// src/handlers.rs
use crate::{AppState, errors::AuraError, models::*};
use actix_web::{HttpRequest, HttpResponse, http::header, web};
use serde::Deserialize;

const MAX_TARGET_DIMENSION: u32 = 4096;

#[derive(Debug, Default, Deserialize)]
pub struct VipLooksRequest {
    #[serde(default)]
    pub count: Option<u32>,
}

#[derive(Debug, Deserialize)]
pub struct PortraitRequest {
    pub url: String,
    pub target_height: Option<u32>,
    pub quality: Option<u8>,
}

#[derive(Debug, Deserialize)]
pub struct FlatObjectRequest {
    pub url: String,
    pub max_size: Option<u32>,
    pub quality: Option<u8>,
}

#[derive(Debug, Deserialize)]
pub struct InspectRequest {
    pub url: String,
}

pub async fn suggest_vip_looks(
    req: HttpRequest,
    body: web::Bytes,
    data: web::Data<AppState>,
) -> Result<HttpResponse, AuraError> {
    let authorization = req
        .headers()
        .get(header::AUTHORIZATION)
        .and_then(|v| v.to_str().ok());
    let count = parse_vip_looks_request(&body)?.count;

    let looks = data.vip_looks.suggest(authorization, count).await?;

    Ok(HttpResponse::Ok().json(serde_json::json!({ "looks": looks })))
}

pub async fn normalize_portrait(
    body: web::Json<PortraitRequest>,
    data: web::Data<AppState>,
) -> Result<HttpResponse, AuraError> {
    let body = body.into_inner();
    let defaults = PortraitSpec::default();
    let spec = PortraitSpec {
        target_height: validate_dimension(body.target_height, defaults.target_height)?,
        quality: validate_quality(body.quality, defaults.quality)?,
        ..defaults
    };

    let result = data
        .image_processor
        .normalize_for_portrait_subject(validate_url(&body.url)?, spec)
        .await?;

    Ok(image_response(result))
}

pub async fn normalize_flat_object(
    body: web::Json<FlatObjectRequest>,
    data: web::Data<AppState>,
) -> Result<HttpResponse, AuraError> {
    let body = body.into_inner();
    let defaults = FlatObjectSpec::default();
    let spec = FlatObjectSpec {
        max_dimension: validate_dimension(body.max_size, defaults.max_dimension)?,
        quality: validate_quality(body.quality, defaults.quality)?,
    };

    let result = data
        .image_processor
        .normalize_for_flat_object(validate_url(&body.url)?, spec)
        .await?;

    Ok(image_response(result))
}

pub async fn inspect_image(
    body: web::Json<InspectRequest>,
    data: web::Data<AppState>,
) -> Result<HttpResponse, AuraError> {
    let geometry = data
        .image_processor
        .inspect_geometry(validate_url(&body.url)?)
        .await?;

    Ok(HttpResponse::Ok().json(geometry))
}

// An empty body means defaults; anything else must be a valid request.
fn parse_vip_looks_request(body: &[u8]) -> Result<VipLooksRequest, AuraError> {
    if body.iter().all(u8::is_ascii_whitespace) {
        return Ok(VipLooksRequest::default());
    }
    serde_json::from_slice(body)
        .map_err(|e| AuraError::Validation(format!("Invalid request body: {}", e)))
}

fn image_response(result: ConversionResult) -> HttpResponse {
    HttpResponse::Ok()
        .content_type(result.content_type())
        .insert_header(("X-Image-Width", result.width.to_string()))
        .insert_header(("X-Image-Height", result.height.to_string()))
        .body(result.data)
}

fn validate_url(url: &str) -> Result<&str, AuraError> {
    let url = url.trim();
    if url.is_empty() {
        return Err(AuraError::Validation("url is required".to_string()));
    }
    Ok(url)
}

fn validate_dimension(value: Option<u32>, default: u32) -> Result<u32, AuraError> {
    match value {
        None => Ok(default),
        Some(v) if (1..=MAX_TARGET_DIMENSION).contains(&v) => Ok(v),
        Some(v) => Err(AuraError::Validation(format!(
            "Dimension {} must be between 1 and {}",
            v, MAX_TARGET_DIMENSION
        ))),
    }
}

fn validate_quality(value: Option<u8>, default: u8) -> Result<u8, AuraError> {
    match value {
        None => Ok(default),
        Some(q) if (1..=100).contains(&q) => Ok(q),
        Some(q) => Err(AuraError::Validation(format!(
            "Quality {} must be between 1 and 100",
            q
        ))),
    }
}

+++++

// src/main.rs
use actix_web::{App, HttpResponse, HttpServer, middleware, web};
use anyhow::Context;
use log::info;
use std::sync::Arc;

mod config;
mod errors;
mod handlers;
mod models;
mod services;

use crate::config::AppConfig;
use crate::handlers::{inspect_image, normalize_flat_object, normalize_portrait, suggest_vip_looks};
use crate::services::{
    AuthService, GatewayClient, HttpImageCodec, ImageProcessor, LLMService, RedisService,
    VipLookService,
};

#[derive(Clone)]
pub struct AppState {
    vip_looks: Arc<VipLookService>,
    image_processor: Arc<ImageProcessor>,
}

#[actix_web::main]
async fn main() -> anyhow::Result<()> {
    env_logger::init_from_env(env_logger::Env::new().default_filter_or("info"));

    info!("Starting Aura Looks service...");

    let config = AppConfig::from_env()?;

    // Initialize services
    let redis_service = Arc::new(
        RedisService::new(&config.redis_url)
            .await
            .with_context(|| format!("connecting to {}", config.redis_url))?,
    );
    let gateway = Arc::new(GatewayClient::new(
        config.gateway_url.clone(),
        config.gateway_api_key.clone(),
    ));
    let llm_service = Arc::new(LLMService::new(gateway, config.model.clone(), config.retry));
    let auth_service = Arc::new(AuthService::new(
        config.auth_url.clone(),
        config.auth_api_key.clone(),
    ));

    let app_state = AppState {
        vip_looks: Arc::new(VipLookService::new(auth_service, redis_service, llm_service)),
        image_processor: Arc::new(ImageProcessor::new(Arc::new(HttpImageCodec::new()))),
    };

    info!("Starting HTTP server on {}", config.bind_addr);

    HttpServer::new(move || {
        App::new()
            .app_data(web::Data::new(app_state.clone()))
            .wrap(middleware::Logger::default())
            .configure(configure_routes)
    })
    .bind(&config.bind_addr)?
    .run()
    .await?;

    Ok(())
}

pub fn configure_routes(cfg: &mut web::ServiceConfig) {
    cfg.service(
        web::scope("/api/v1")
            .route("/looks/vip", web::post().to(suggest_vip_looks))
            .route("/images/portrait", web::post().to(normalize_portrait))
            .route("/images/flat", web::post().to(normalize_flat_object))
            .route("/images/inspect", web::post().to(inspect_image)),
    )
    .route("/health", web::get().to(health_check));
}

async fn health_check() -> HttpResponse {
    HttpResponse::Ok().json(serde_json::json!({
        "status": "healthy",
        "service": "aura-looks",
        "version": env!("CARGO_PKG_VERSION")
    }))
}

+++++

**TASK DIRECTIONS:** In the records above, how many lines include "async"? Give that number and nothing more.

**RESULT OF THIS TASK:** 6